U.S. oil production was steady, remaining at the record 11.7M barrels a day, despite lower prices.
Iron ore rose $3.50 to $71/ton after hitting a recent low as markets work to stabilize, yet are concerned about slowing global demand.
Scrap steel #1 HMS remained at $329/GT. With a global slowdown now a reality, prices could be down $20/GT or more this week.
Hot roll coiled steel fell to near a one year low of $36.14 per Hundred weight as many markets show weakness on higher interest rates and slowing demand.
Copper fell to an about 18-month low and rose Friday to still a low of $2.643 on major news of China’s slowing, yet hearing a positive about U.S. interest rates stabilizing.
The 5-year copper chart shows copper broke out of the recent range and has now dropped. Copper is known as the metal with a PhD. Dr. Copper. It knows about the health of the global economy. It knows it is slowing.
Aluminum fell to 85.0 cents, near an 18-month low on all the global slowing in many markets.
December’s China Manufacturing Index dropped below 50, which means their manufacturing is contracting, not just slowing. Tariffs and a global slow down are hurting the world’s second largest economy. This will put downward pressure on many commodity prices.
December’s U.S. Factory activity, slowed to a 2 year low of 54.1, from 59.3. Still growth, but slowing. New orders dropped the most since January of 2014, as output growth slowed as well. Exports expanded, but at a low level and overall backlogs dropped to a zero-expansion level.
December’s U.S. jobs created, were a terrific 312,000 with the most jobs in healthcare and food services.
December’s U.S. Labor participation rate, which is people over 16 years of age that could work and are actually working, rose to 63.1, as people that were not looking for work, came into the work force. Instead of getting government hand outs, they are paying taxes. Great News.

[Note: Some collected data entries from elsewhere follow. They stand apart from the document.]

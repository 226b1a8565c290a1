use super::config::{GraphConfig, InitialAmplitudes};
use super::correlation::PairCorrelation;
use crate::core::encoder::{EncodedSequence, ResidueFeatures};
use crate::core::energy::evaluator::{EnergyEvaluator, GAS_CONSTANT};
use crate::core::models::conformation::{
    DihedralPair, RamachandranRegion, SecondaryStructure, wrap_degrees,
};
use crate::core::models::residue::AminoAcid;
use crate::core::tables::ReferenceTables;
use nalgebra::DVector;
use num_complex::Complex64;
use tracing::{debug, instrument};

pub type Amplitudes = DVector<Complex64>;

pub(crate) const COLLAPSED_NORM: f64 = 1e-12;

/// Square grid over the (phi, psi) torus: `side * side` bins of equal width.
///
/// Basis index `k` maps to phi bin `k / side` and psi bin `k % side`. Bin `b` covers the
/// half-open interval `(-180 + b * w, -180 + (b + 1) * w]`.
#[derive(Debug, Clone, Copy, PartialEq, Eq)]
pub struct Basis {
    side: usize,
}

impl Basis {
    pub fn new(side: usize) -> Self {
        Self { side: side.max(1) }
    }

    #[inline]
    pub fn side(&self) -> usize {
        self.side
    }

    #[inline]
    pub fn size(&self) -> usize {
        self.side * self.side
    }

    #[inline]
    pub fn bin_width(&self) -> f64 {
        360.0 / self.side as f64
    }

    #[inline]
    pub fn bins(&self, k: usize) -> (usize, usize) {
        (k / self.side, k % self.side)
    }

    pub fn center(&self, k: usize) -> DihedralPair {
        let (phi_bin, psi_bin) = self.bins(k);
        DihedralPair::new(self.angle_in_bin(phi_bin, 0.5), self.angle_in_bin(psi_bin, 0.5))
    }

    /// Angle inside `bin` for `u` in `[0, 1)`; `u = 0` gives the closed upper edge.
    pub fn angle_in_bin(&self, bin: usize, u: f64) -> f64 {
        let angle = -180.0 + (bin as f64 + 1.0 - u) * self.bin_width();
        // Rounding can land exactly on -180 for the lowest bin; map it to the equivalent +180.
        wrap_degrees(angle)
    }

    pub fn bin_of(&self, angle: f64) -> usize {
        let w = self.bin_width();
        let offset = wrap_degrees(angle) + 180.0;
        let bin = (offset / w).ceil() as usize;
        bin.saturating_sub(1).min(self.side - 1)
    }

    pub fn index_of(&self, pair: DihedralPair) -> usize {
        self.bin_of(pair.phi) * self.side + self.bin_of(pair.psi)
    }
}

#[derive(Debug, Clone, Copy, PartialEq, Eq)]
pub enum EdgeKind {
    Sequential,
    LongRange,
}

#[derive(Debug, Clone, Copy, PartialEq)]
pub struct Edge {
    pub i: usize,
    pub j: usize,
    pub weight: f64,
    pub kind: EdgeKind,
}

#[derive(Debug, Clone, PartialEq)]
pub struct ResidueNode {
    pub position: usize,
    pub residue: AminoAcid,
    pub amplitudes: Amplitudes,
    /// Backbone energy of this residue at each basis-state centre.
    pub basis_energies: Vec<f64>,
    /// Boltzmann amplitudes `sqrt(p_eq)` at the graph temperature.
    pub equilibrium: Vec<f64>,
}

impl ResidueNode {
    pub fn probabilities(&self) -> Vec<f64> {
        self.amplitudes.iter().map(|a| a.norm_sqr()).collect()
    }

    pub fn norm_squared(&self) -> f64 {
        self.amplitudes.norm_squared()
    }

    pub fn equilibrium_amplitudes(&self) -> Amplitudes {
        Amplitudes::from_iterator(
            self.equilibrium.len(),
            self.equilibrium.iter().map(|&a| Complex64::new(a, 0.0)),
        )
    }
}

/// Residue-level amplitude graph.
///
/// Sequential edges `(i, i + 1)` always connect the chain; long-range edges are added from the
/// interaction heuristic. Edges are undirected, so weights are symmetric by construction.
#[derive(Debug, Clone, PartialEq)]
pub struct StateGraph {
    basis: Basis,
    temperature: f64,
    nodes: Vec<ResidueNode>,
    edges: Vec<Edge>,
    adjacency: Vec<Vec<(usize, f64)>>,
    basis_classes: Vec<SecondaryStructure>,
    correlations: Vec<PairCorrelation>,
}

impl StateGraph {
    #[instrument(skip_all, name = "build_state_graph")]
    pub fn build(
        encoded: &EncodedSequence,
        basis: Basis,
        temperature: f64,
        initial: InitialAmplitudes,
        config: &GraphConfig,
        tables: &ReferenceTables,
        evaluator: &EnergyEvaluator,
    ) -> Self {
        let centers: Vec<DihedralPair> = (0..basis.size()).map(|k| basis.center(k)).collect();
        let center_regions: Vec<RamachandranRegion> =
            centers.iter().map(DihedralPair::region).collect();
        let basis_classes = center_regions
            .iter()
            .map(|r| r.secondary_structure())
            .collect();

        let thermal = GAS_CONSTANT * temperature;
        let nodes: Vec<ResidueNode> = encoded
            .features()
            .iter()
            .enumerate()
            .map(|(position, features)| {
                let residue = features.residue;
                let basis_energies: Vec<f64> = centers
                    .iter()
                    .map(|&c| evaluator.backbone_energy(residue, c))
                    .collect();
                let equilibrium = boltzmann_amplitudes(&basis_energies, thermal);
                let amplitudes = match initial {
                    InitialAmplitudes::Uniform => uniform_amplitudes(basis.size()),
                    InitialAmplitudes::FeatureWeighted => {
                        feature_weighted_amplitudes(residue, &center_regions, tables)
                    }
                };
                ResidueNode {
                    position,
                    residue,
                    amplitudes,
                    basis_energies,
                    equilibrium,
                }
            })
            .collect();

        let edges = build_edges(encoded.features(), config);
        let mut adjacency = vec![Vec::new(); nodes.len()];
        for edge in &edges {
            adjacency[edge.i].push((edge.j, edge.weight));
            adjacency[edge.j].push((edge.i, edge.weight));
        }

        debug!(
            nodes = nodes.len(),
            edges = edges.len(),
            basis_size = basis.size(),
            "State graph built."
        );

        Self {
            basis,
            temperature,
            nodes,
            edges,
            adjacency,
            basis_classes,
            correlations: Vec::new(),
        }
    }

    pub fn basis(&self) -> Basis {
        self.basis
    }

    pub fn temperature(&self) -> f64 {
        self.temperature
    }

    pub fn len(&self) -> usize {
        self.nodes.len()
    }

    pub fn is_empty(&self) -> bool {
        self.nodes.is_empty()
    }

    pub fn nodes(&self) -> &[ResidueNode] {
        &self.nodes
    }

    pub(crate) fn nodes_mut(&mut self) -> &mut [ResidueNode] {
        &mut self.nodes
    }

    pub fn edges(&self) -> &[Edge] {
        &self.edges
    }

    pub fn neighbors(&self, i: usize) -> &[(usize, f64)] {
        &self.adjacency[i]
    }

    pub fn basis_classes(&self) -> &[SecondaryStructure] {
        &self.basis_classes
    }

    /// Correlations from the most recent evolution step; empty before evolution.
    pub fn correlations(&self) -> &[PairCorrelation] {
        &self.correlations
    }

    pub(crate) fn set_correlations(&mut self, correlations: Vec<PairCorrelation>) {
        self.correlations = correlations;
    }

    /// Largest deviation of any node's squared norm from one.
    pub fn max_normalization_error(&self) -> f64 {
        self.nodes
            .iter()
            .map(|n| (n.norm_squared() - 1.0).abs())
            .fold(0.0, f64::max)
    }
}

fn uniform_amplitudes(size: usize) -> Amplitudes {
    let a = 1.0 / (size as f64).sqrt();
    Amplitudes::from_element(size, Complex64::new(a, 0.0))
}

/// `sqrt(w_region / n_region)` for each bin, where `n_region` is the number of bins whose centre
/// falls in the region, then renormalized so unrepresented regions do not leak probability.
fn feature_weighted_amplitudes(
    residue: AminoAcid,
    center_regions: &[RamachandranRegion],
    tables: &ReferenceTables,
) -> Amplitudes {
    let mut counts = [0usize; 4];
    for region in center_regions {
        counts[region.index()] += 1;
    }
    let populations = tables.populations(residue);
    let mut amplitudes = Amplitudes::from_iterator(
        center_regions.len(),
        center_regions.iter().map(|&region| {
            let share = populations.get(region) / counts[region.index()] as f64;
            Complex64::new(share.sqrt(), 0.0)
        }),
    );
    if renormalize(&mut amplitudes).is_some() {
        amplitudes
    } else {
        uniform_amplitudes(center_regions.len())
    }
}

/// Scales `amplitudes` to unit norm. Returns the previous norm, or `None` (leaving the vector
/// untouched) when it is below `1e-12` or not finite.
pub(crate) fn renormalize(amplitudes: &mut Amplitudes) -> Option<f64> {
    let norm = amplitudes.norm();
    if !norm.is_finite() || norm < COLLAPSED_NORM {
        return None;
    }
    for a in amplitudes.iter_mut() {
        *a /= norm;
    }
    Some(norm)
}

/// `sqrt(p_k)` with `p_k ∝ exp(-E_k / RT)`, shifted by the minimum energy for stability.
pub(crate) fn boltzmann_amplitudes(energies: &[f64], thermal_energy: f64) -> Vec<f64> {
    let min_energy = energies.iter().copied().fold(f64::INFINITY, f64::min);
    let weights: Vec<f64> = energies
        .iter()
        .map(|&e| (-(e - min_energy) / thermal_energy).exp())
        .collect();
    let total: f64 = weights.iter().sum();
    weights.iter().map(|w| (w / total).sqrt()).collect()
}

/// Interaction score between two residues: opposite-charge pairing, aromatic stacking and
/// cysteine pairing.
pub fn interaction_score(a: &ResidueFeatures, b: &ResidueFeatures) -> f64 {
    let mut score = 0.0;
    if a.charge * b.charge < 0.0 {
        score += (a.charge * b.charge).abs();
    }
    if a.aromatic && b.aromatic {
        score += 0.8;
    }
    if a.is_cysteine() && b.is_cysteine() {
        score += 1.0;
    }
    score
}

fn build_edges(features: &[ResidueFeatures], config: &GraphConfig) -> Vec<Edge> {
    let n = features.len();
    let mut edges: Vec<Edge> = (0..n.saturating_sub(1))
        .map(|i| Edge {
            i,
            j: i + 1,
            weight: 1.0,
            kind: EdgeKind::Sequential,
        })
        .collect();

    let min_sep = config.min_long_range_separation.max(2);
    for i in 0..n {
        for j in (i + min_sep)..n {
            let score = interaction_score(&features[i], &features[j]);
            if score >= config.long_range_threshold && score > 0.0 {
                edges.push(Edge {
                    i,
                    j,
                    weight: score,
                    kind: EdgeKind::LongRange,
                });
            }
        }
    }
    edges
}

December’s unemployment rate actually rose, to 3.9% due to the more people entering the work force, so this is good news, not bad news.

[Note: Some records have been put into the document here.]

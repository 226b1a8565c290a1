use super::error::EngineError;
use super::graph::StateGraph;
use crate::core::energy::evaluator::{EnergyError, EnergyReport, GAS_CONSTANT};
use crate::core::models::conformation::{Conformation, DihedralPair};
use rand::distributions::WeightedIndex;
use rand::prelude::*;
use rand::rngs::StdRng;
use std::sync::Arc;
use thiserror::Error;
use tracing::{debug, instrument};

#[cfg(feature = "parallel")]
use rayon::prelude::*;

#[derive(Debug, Error)]
pub enum SamplingError {
    #[error("Input energies list is empty, cannot compute Boltzmann weights")]
    EmptyEnergies,
    #[error("Amplitude vector of residue {position} has no probability mass to sample from")]
    ZeroProbability { position: usize },
    #[error("All energies are non-finite, resulting in zero total Boltzmann weight")]
    ZeroTotalWeight,
    #[error("Invalid temperature: {0} K. Temperature must be positive and finite")]
    InvalidTemperature(f64),
    #[error("Failed to create weighted distribution: {source}")]
    DistributionError {
        #[from]
        source: rand::distributions::WeightedError,
    },
}

const SPLITMIX_GAMMA: u64 = 0x9E37_79B9_7F4A_7C15;

fn splitmix64(state: u64) -> u64 {
    let mut z = state.wrapping_add(SPLITMIX_GAMMA);
    z = (z ^ (z >> 30)).wrapping_mul(0xBF58_476D_1CE4_E5B9);
    z = (z ^ (z >> 27)).wrapping_mul(0x94D0_49BB_1331_11EB);
    z ^ (z >> 31)
}

/// Seed for draw `index` of random stream `stream` under the attempt seed `seed`.
///
/// Stream 0 is the primary collapse; streams `1..=R` are the replicate runs.
pub fn derive_seed(seed: u64, stream: u64, index: u64) -> u64 {
    splitmix64(splitmix64(splitmix64(seed) ^ stream) ^ index)
}

/// Normalized Boltzmann weights `exp(-(E - E_min) / RT)`.
#[instrument(level = "trace", skip_all, fields(thermal_energy = thermal_energy))]
pub fn boltzmann_weights(energies: &[f64], thermal_energy: f64) -> Result<Vec<f64>, SamplingError> {
    if energies.is_empty() {
        return Err(SamplingError::EmptyEnergies);
    }
    if !thermal_energy.is_finite() || thermal_energy <= 0.0 {
        return Err(SamplingError::InvalidTemperature(thermal_energy / GAS_CONSTANT));
    }

    let min_energy = energies
        .iter()
        .copied()
        .filter(|e| e.is_finite())
        .fold(f64::INFINITY, f64::min);
    if !min_energy.is_finite() {
        return Err(SamplingError::ZeroTotalWeight);
    }

    let weights: Vec<f64> = energies
        .iter()
        .map(|&e| {
            if e.is_finite() {
                (-(e - min_energy) / thermal_energy).exp()
            } else {
                0.0
            }
        })
        .collect();
    let total: f64 = weights.iter().sum();
    Ok(weights.into_iter().map(|w| w / total).collect())
}

/// A concrete conformation drawn from an evolved graph.
#[derive(Debug, Clone)]
pub struct ConformationSample {
    conformation: Conformation,
    basis_indices: Vec<usize>,
    snapshot: Arc<StateGraph>,
}

impl ConformationSample {
    pub fn conformation(&self) -> &Conformation {
        &self.conformation
    }

    /// Basis state chosen for each residue.
    pub fn basis_indices(&self) -> &[usize] {
        &self.basis_indices
    }

    /// The graph this sample was drawn from.
    pub fn snapshot(&self) -> &StateGraph {
        &self.snapshot
    }

    pub fn len(&self) -> usize {
        self.conformation.len()
    }

    pub fn is_empty(&self) -> bool {
        self.conformation.is_empty()
    }
}

#[derive(Debug, Clone)]
pub struct WeightedSample {
    pub sample: ConformationSample,
    pub report: EnergyReport,
    /// Normalized Boltzmann weight within the pool.
    pub weight: f64,
    pub draw_index: usize,
    pub is_best: bool,
}

/// Samples from one collapse run, sorted by descending weight.
#[derive(Debug, Clone)]
pub struct SamplePool {
    samples: Vec<WeightedSample>,
}

impl SamplePool {
    pub fn samples(&self) -> &[WeightedSample] {
        &self.samples
    }

    pub fn best(&self) -> Option<&WeightedSample> {
        self.samples.first()
    }

    pub fn len(&self) -> usize {
        self.samples.len()
    }

    pub fn is_empty(&self) -> bool {
        self.samples.is_empty()
    }

    pub fn into_best(self) -> Option<WeightedSample> {
        self.samples.into_iter().next()
    }
}

/// Draws `sample_count` conformations from `graph` and reweights them by Boltzmann factor.
///
/// Each draw owns a generator seeded from `(seed, stream, draw)`, so the pool is identical
/// whether draws run sequentially or in parallel.
#[instrument(skip_all, name = "collapse", fields(stream = stream, sample_count = sample_count))]
pub fn collapse<F>(
    graph: &Arc<StateGraph>,
    sample_count: usize,
    temperature: f64,
    seed: u64,
    stream: u64,
    evaluate: F,
) -> Result<SamplePool, EngineError>
where
    F: Fn(&Conformation) -> Result<EnergyReport, EnergyError> + Sync,
{
    if sample_count < 1 {
        return Err(EngineError::InsufficientSamples {
            what: "sample_count",
            requested: sample_count,
        });
    }
    if !temperature.is_finite() || temperature <= 0.0 {
        return Err(SamplingError::InvalidTemperature(temperature).into());
    }

    let distributions = graph
        .nodes()
        .iter()
        .map(|node| {
            let probabilities = node.probabilities();
            if probabilities.iter().sum::<f64>() <= 0.0 {
                return Err(SamplingError::ZeroProbability {
                    position: node.position,
                });
            }
            Ok(WeightedIndex::new(probabilities)?)
        })
        .collect::<Result<Vec<_>, SamplingError>>()?;

    #[cfg(not(feature = "parallel"))]
    let iterator = 0..sample_count;

    #[cfg(feature = "parallel")]
    let iterator = (0..sample_count).into_par_iter();

    let drawn: Vec<Result<(ConformationSample, EnergyReport), EnergyError>> = iterator
        .map(|draw| {
            let mut rng = StdRng::seed_from_u64(derive_seed(seed, stream, draw as u64));
            let sample = draw_one(graph, &distributions, &mut rng);
            let report = evaluate(&sample.conformation)?;
            Ok((sample, report))
        })
        .collect();

    let mut evaluated = Vec::with_capacity(sample_count);
    for result in drawn {
        evaluated.push(result?);
    }

    let energies: Vec<f64> = evaluated.iter().map(|(_, r)| r.total_energy).collect();
    let weights = boltzmann_weights(&energies, GAS_CONSTANT * temperature)?;

    let mut samples: Vec<WeightedSample> = evaluated
        .into_iter()
        .zip(weights)
        .enumerate()
        .map(|(draw_index, ((sample, report), weight))| WeightedSample {
            sample,
            report,
            weight,
            draw_index,
            is_best: false,
        })
        .collect();
    samples.sort_by(|a, b| {
        b.weight
            .total_cmp(&a.weight)
            .then_with(|| a.draw_index.cmp(&b.draw_index))
    });
    if let Some(best) = samples.first_mut() {
        best.is_best = true;
        debug!(
            draw = best.draw_index,
            energy = best.report.total_energy,
            weight = best.weight,
            "Collapse complete."
        );
    }

    Ok(SamplePool { samples })
}

fn draw_one(
    graph: &Arc<StateGraph>,
    distributions: &[WeightedIndex<f64>],
    rng: &mut StdRng,
) -> ConformationSample {
    let basis = graph.basis();
    let mut basis_indices = Vec::with_capacity(distributions.len());
    let mut angles = Vec::with_capacity(distributions.len());
    for dist in distributions {
        let k = dist.sample(rng);
        let (phi_bin, psi_bin) = basis.bins(k);
        let phi = basis.angle_in_bin(phi_bin, rng.r#gen::<f64>());
        let psi = basis.angle_in_bin(psi_bin, rng.r#gen::<f64>());
        basis_indices.push(k);
        angles.push(DihedralPair::new(phi, psi));
    }
    ConformationSample {
        conformation: Conformation::new(angles),
        basis_indices,
        snapshot: Arc::clone(graph),
    }
}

December’s U.S. Vehicle sales rose to a strong 17.55 Million, as low gasoline rates support consumers buying more and larger vehicles.

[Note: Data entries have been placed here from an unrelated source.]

use super::operators::{
    ConstraintOperator, EnergyBias, EquilibriumBias, ExperimentalBias, StabilityBias,
};
use super::validation::ValidationParams;
use crate::core::energy::evaluator::EnergyParams;
use serde::{Deserialize, Serialize};
use thiserror::Error;

pub const MIN_BASIS_SIDE: usize = 2;
pub const MAX_BASIS_SIDE: usize = 72;

#[derive(Debug, Error, PartialEq, Eq, Clone)]
pub enum ConfigError {
    #[error("Missing required parameter: {0}")]
    MissingParameter(&'static str),

    #[error("Invalid value for '{parameter}': {reason}")]
    InvalidParameter {
        parameter: &'static str,
        reason: String,
    },
}

/// How node amplitudes are seeded before evolution.
#[derive(Debug, Clone, Copy, PartialEq, Eq, Default, Serialize, Deserialize)]
#[serde(rename_all = "kebab-case")]
pub enum InitialAmplitudes {
    Uniform,
    #[default]
    FeatureWeighted,
}

#[derive(Debug, Clone, Copy, PartialEq)]
pub struct GraphConfig {
    /// Minimum interaction score for a long-range edge.
    pub long_range_threshold: f64,
    /// Minimum sequence separation `|i - j|` for a long-range edge.
    pub min_long_range_separation: usize,
}

impl Default for GraphConfig {
    fn default() -> Self {
        Self {
            long_range_threshold: 0.5,
            min_long_range_separation: 4,
        }
    }
}

#[derive(Debug, Clone, PartialEq)]
pub struct EvolutionConfig {
    pub max_iterations: usize,
    pub convergence_threshold: f64,
    /// Applied in order on every iteration.
    pub operators: Vec<ConstraintOperator>,
}

impl Default for EvolutionConfig {
    fn default() -> Self {
        Self {
            max_iterations: 40,
            convergence_threshold: 1e-6,
            operators: vec![
                ConstraintOperator::EnergyBias(EnergyBias { weight: 0.5 }),
                ConstraintOperator::EquilibriumBias(EquilibriumBias { weight: 0.35 }),
                ConstraintOperator::StabilityBias(StabilityBias { weight: 0.25 }),
                ConstraintOperator::ExperimentalBias(ExperimentalBias { weight: 0.2 }),
            ],
        }
    }
}

#[derive(Debug, Clone, PartialEq)]
pub struct DiscoveryConfig {
    pub basis_size: usize,
    pub temperature: f64,
    pub sample_count: usize,
    pub replicate_count: usize,
    pub rigor_threshold: f64,

    pub seed: Option<u64>,
    pub class_tag: Option<String>,
    pub initial_amplitudes: InitialAmplitudes,
    pub graph: GraphConfig,
    pub evolution: EvolutionConfig,
    pub energy: EnergyParams,
    pub validation: ValidationParams,
}

impl DiscoveryConfig {
    /// Number of bins along each dihedral axis.
    pub fn basis_side(&self) -> usize {
        perfect_square_root(self.basis_size).unwrap_or(0)
    }

    /// Range checks on every option except the sample counts, which an attempt reports as
    /// `EngineError::InsufficientSamples`. Run by the builder and again at the start of every
    /// attempt.
    pub fn validate(&self) -> Result<(), ConfigError> {
        match perfect_square_root(self.basis_size) {
            Some(side) if (MIN_BASIS_SIDE..=MAX_BASIS_SIDE).contains(&side) => {}
            _ => {
                return Err(invalid(
                    "basis_size",
                    format!(
                        "{} is not a perfect square n*n with n in [{MIN_BASIS_SIDE}, {MAX_BASIS_SIDE}]",
                        self.basis_size
                    ),
                ));
            }
        }
        if !self.temperature.is_finite() || self.temperature <= 0.0 {
            return Err(invalid(
                "temperature",
                format!("{} K is not a positive finite temperature", self.temperature),
            ));
        }
        if !(0.0..=1.0).contains(&self.rigor_threshold) {
            return Err(invalid(
                "rigor_threshold",
                format!("{} is outside [0, 1]", self.rigor_threshold),
            ));
        }
        if !self.evolution.convergence_threshold.is_finite()
            || self.evolution.convergence_threshold < 0.0
        {
            return Err(invalid(
                "convergence_threshold",
                "must be a non-negative finite number",
            ));
        }
        self.validation
            .validate()
            .map_err(|reason| invalid("validation", reason))?;
        Ok(())
    }
}

fn perfect_square_root(n: usize) -> Option<usize> {
    let root = (n as f64).sqrt().round() as usize;
    (root * root == n).then_some(root)
}

#[derive(Default)]
pub struct DiscoveryConfigBuilder {
    basis_size: Option<usize>,
    temperature: Option<f64>,
    sample_count: Option<usize>,
    replicate_count: Option<usize>,
    rigor_threshold: Option<f64>,
    seed: Option<u64>,
    class_tag: Option<String>,
    initial_amplitudes: Option<InitialAmplitudes>,
    graph: Option<GraphConfig>,
    evolution: Option<EvolutionConfig>,
    energy: Option<EnergyParams>,
    validation: Option<ValidationParams>,
}

impl DiscoveryConfigBuilder {
    pub fn new() -> Self {
        Self::default()
    }

    pub fn basis_size(mut self, size: usize) -> Self {
        self.basis_size = Some(size);
        self
    }
    pub fn temperature(mut self, kelvin: f64) -> Self {
        self.temperature = Some(kelvin);
        self
    }
    pub fn sample_count(mut self, count: usize) -> Self {
        self.sample_count = Some(count);
        self
    }
    pub fn replicate_count(mut self, count: usize) -> Self {
        self.replicate_count = Some(count);
        self
    }
    pub fn rigor_threshold(mut self, threshold: f64) -> Self {
        self.rigor_threshold = Some(threshold);
        self
    }
    pub fn seed(mut self, seed: u64) -> Self {
        self.seed = Some(seed);
        self
    }
    pub fn class_tag(mut self, tag: impl Into<String>) -> Self {
        self.class_tag = Some(tag.into());
        self
    }
    pub fn initial_amplitudes(mut self, init: InitialAmplitudes) -> Self {
        self.initial_amplitudes = Some(init);
        self
    }
    pub fn graph(mut self, graph: GraphConfig) -> Self {
        self.graph = Some(graph);
        self
    }
    pub fn evolution(mut self, evolution: EvolutionConfig) -> Self {
        self.evolution = Some(evolution);
        self
    }
    pub fn energy(mut self, energy: EnergyParams) -> Self {
        self.energy = Some(energy);
        self
    }
    pub fn validation(mut self, validation: ValidationParams) -> Self {
        self.validation = Some(validation);
        self
    }

    pub fn build(self) -> Result<DiscoveryConfig, ConfigError> {
        let config = DiscoveryConfig {
            basis_size: self
                .basis_size
                .ok_or(ConfigError::MissingParameter("basis_size"))?,
            temperature: self
                .temperature
                .ok_or(ConfigError::MissingParameter("temperature"))?,
            sample_count: self
                .sample_count
                .ok_or(ConfigError::MissingParameter("sample_count"))?,
            replicate_count: self
                .replicate_count
                .ok_or(ConfigError::MissingParameter("replicate_count"))?,
            rigor_threshold: self
                .rigor_threshold
                .ok_or(ConfigError::MissingParameter("rigor_threshold"))?,
            seed: self.seed,
            class_tag: self.class_tag,
            initial_amplitudes: self.initial_amplitudes.unwrap_or_default(),
            graph: self.graph.unwrap_or_default(),
            evolution: self.evolution.unwrap_or_default(),
            energy: self.energy.unwrap_or_default(),
            validation: self.validation.unwrap_or_default(),
        };
        config.validate()?;
        Ok(config)
    }
}

fn invalid(parameter: &'static str, reason: impl Into<String>) -> ConfigError {
    ConfigError::InvalidParameter {
        parameter,
        reason: reason.into(),
    }
}

#[cfg(test)]
mod tests {
    use super::*;

    fn complete_builder() -> DiscoveryConfigBuilder {
        DiscoveryConfigBuilder::new()
            .basis_size(144)
            .temperature(300.0)
            .sample_count(50)
            .replicate_count(20)
            .rigor_threshold(0.7)
    }

    #[test]
    fn build_succeeds_with_required_parameters_and_fills_defaults() {
        let config = complete_builder().build().unwrap();
        assert_eq!(config.basis_side(), 12);
        assert_eq!(config.seed, None);
        assert_eq!(config.initial_amplitudes, InitialAmplitudes::FeatureWeighted);
        assert_eq!(config.evolution.operators.len(), 4);
    }

    #[test]
    fn build_fails_if_required_parameter_is_missing() {
        let result = DiscoveryConfigBuilder::new()
            .basis_size(144)
            .temperature(300.0)
            .sample_count(50)
            .replicate_count(20)
            .build();
        assert_eq!(
            result.unwrap_err(),
            ConfigError::MissingParameter("rigor_threshold")
        );
    }

    #[test]
    fn basis_size_must_be_a_perfect_square_within_bounds() {
        for bad in [0, 1, 4 * 73 * 73, 150] {
            let result = complete_builder().basis_size(bad).build();
            assert!(
                matches!(
                    result,
                    Err(ConfigError::InvalidParameter {
                        parameter: "basis_size",
                        ..
                    })
                ),
                "basis size {bad} was accepted"
            );
        }
        assert!(complete_builder().basis_size(4).build().is_ok());
        assert!(complete_builder().basis_size(72 * 72).build().is_ok());
    }

    #[test]
    fn temperature_and_threshold_are_range_checked() {
        assert!(complete_builder().temperature(0.0).build().is_err());
        assert!(complete_builder().temperature(f64::NAN).build().is_err());
        assert!(complete_builder().rigor_threshold(1.2).build().is_err());
        assert!(complete_builder().rigor_threshold(0.0).build().is_ok());
    }

    #[test]
    fn mutated_config_fails_revalidation() {
        let mut config = complete_builder().build().unwrap();
        assert!(config.validate().is_ok());
        config.basis_size = 150;
        assert!(matches!(
            config.validate(),
            Err(ConfigError::InvalidParameter {
                parameter: "basis_size",
                ..
            })
        ));
        config.basis_size = 144;
        config.temperature = 0.0;
        assert!(matches!(
            config.validate(),
            Err(ConfigError::InvalidParameter {
                parameter: "temperature",
                ..
            })
        ));
    }

    #[test]
    fn sample_counts_are_not_validated_by_the_builder() {
        let config = complete_builder().sample_count(0).build().unwrap();
        assert_eq!(config.sample_count, 0);
    }
}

December’s U.S. consumer sentiment was revised higher to 98.3, making the 2018 average 98.4, the best year since 2000, 18 years ago.
Wall Street’s Dow Jones fell to a 15-month low, but rose a bit on Friday, ending at 23,430 as the Federal Reserve which sets interest rates, said interest rates are about right. There is also and hope of positive China trade talks and the 312,000 new jobs were a positive.
As we start the new year, my thanks to the BENLEE team and our customer base for a great 2018. In the last quarter, we received the three largest commitments in the company’s 44 history. We now start 2019 with a record backlog.